## Activity
Wherever a line in the data below holds "RawConfig", copy that line.

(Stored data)
▬▬▬▬▬▬

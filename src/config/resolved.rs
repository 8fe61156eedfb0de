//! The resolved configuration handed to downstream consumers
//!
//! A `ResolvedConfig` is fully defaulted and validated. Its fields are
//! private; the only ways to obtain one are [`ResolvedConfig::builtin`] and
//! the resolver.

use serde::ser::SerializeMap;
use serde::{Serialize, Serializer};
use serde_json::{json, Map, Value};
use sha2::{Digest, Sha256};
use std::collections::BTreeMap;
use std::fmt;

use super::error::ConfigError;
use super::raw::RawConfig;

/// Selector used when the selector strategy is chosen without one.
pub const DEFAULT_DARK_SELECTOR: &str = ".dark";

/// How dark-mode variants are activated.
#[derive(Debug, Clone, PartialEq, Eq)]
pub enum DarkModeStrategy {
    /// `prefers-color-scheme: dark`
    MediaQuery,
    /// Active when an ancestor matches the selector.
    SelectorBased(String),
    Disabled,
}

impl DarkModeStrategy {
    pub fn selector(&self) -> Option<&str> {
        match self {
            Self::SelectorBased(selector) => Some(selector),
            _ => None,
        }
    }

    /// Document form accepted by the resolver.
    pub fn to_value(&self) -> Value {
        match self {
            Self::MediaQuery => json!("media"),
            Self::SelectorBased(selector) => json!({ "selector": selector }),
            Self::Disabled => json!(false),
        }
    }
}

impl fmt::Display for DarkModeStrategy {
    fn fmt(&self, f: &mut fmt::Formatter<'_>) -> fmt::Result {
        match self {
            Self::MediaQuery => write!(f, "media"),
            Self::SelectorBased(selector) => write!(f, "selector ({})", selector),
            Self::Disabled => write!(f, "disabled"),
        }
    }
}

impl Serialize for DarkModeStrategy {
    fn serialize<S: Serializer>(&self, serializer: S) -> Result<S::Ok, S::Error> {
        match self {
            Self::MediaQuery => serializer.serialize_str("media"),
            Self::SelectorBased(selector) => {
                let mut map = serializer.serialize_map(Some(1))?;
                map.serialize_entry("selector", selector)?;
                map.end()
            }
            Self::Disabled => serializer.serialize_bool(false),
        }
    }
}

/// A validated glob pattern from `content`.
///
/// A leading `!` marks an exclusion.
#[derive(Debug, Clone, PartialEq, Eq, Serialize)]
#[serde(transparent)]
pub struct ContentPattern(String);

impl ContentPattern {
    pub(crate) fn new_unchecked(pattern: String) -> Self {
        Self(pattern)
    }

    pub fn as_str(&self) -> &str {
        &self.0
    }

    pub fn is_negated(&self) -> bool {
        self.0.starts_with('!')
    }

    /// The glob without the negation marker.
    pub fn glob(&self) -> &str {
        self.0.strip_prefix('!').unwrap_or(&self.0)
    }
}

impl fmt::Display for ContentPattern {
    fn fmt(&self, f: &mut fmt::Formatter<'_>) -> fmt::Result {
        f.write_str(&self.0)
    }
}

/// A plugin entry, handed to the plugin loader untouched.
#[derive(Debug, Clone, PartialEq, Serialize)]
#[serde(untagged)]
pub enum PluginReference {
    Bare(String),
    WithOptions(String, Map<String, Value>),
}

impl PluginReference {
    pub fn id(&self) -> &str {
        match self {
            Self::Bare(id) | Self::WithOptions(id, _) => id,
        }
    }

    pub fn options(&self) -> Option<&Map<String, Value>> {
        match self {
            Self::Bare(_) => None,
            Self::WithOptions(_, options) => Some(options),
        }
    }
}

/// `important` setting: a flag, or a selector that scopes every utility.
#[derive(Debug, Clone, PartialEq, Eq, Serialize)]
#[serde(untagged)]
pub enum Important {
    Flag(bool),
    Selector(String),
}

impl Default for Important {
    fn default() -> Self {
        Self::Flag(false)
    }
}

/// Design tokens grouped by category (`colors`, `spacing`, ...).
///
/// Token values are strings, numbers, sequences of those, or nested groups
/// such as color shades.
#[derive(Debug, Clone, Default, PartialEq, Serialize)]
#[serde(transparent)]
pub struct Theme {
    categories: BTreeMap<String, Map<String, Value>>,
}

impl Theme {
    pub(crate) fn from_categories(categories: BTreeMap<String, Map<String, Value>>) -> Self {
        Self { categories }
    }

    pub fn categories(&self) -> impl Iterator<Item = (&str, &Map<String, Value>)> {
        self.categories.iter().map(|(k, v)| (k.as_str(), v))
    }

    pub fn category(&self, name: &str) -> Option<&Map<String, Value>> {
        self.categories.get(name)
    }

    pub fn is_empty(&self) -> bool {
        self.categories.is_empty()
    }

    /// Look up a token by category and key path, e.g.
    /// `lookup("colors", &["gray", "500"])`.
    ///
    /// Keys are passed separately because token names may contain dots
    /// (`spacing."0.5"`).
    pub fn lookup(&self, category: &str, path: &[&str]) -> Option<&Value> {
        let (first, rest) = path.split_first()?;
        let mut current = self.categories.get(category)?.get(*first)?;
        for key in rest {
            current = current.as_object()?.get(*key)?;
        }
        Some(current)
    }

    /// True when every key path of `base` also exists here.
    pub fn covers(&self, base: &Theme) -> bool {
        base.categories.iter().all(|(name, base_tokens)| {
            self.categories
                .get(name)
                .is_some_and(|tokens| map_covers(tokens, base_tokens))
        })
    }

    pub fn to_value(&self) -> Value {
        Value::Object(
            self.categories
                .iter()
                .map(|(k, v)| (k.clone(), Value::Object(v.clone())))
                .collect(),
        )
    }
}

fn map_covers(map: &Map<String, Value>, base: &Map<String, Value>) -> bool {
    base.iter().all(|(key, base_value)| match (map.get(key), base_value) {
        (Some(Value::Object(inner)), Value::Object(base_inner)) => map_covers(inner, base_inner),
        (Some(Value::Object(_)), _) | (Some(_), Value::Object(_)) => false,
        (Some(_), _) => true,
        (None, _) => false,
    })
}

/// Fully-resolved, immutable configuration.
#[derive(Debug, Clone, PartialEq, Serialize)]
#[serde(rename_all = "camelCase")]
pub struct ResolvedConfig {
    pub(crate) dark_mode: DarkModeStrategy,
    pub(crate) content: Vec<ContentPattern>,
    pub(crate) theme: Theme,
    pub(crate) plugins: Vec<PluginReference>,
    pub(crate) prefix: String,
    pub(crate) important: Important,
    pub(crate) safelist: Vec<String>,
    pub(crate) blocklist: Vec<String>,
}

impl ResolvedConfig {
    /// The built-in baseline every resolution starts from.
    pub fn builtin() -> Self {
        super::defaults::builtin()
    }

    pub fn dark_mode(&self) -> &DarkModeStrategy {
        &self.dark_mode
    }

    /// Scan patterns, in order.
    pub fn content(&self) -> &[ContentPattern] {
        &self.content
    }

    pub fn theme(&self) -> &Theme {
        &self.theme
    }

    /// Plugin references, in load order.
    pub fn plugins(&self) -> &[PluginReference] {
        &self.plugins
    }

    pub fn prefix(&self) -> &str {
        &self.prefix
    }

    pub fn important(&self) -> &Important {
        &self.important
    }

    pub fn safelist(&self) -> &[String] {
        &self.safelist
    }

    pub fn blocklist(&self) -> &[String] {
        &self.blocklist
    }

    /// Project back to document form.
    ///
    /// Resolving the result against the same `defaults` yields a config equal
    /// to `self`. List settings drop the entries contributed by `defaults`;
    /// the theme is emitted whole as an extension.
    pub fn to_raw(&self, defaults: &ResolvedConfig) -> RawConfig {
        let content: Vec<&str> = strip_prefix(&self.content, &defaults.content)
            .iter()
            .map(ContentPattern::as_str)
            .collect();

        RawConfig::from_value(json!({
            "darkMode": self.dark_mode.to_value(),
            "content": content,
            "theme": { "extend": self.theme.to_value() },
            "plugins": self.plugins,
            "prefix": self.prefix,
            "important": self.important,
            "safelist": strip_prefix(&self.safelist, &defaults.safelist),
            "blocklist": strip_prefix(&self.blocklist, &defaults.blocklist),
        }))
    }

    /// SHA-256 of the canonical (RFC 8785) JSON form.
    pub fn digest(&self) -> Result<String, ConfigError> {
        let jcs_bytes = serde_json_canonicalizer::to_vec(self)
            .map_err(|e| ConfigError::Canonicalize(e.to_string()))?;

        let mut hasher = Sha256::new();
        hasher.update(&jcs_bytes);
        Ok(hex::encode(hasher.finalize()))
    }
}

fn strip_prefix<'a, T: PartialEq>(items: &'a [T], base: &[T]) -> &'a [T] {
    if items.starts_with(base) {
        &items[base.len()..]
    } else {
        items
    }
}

▬▬▬▬▬▬

## Solved exercise
use super::raw::RawConfig;
    pub fn to_raw(&self, defaults: &ResolvedConfig) -> RawConfig {
        RawConfig::from_value(json!({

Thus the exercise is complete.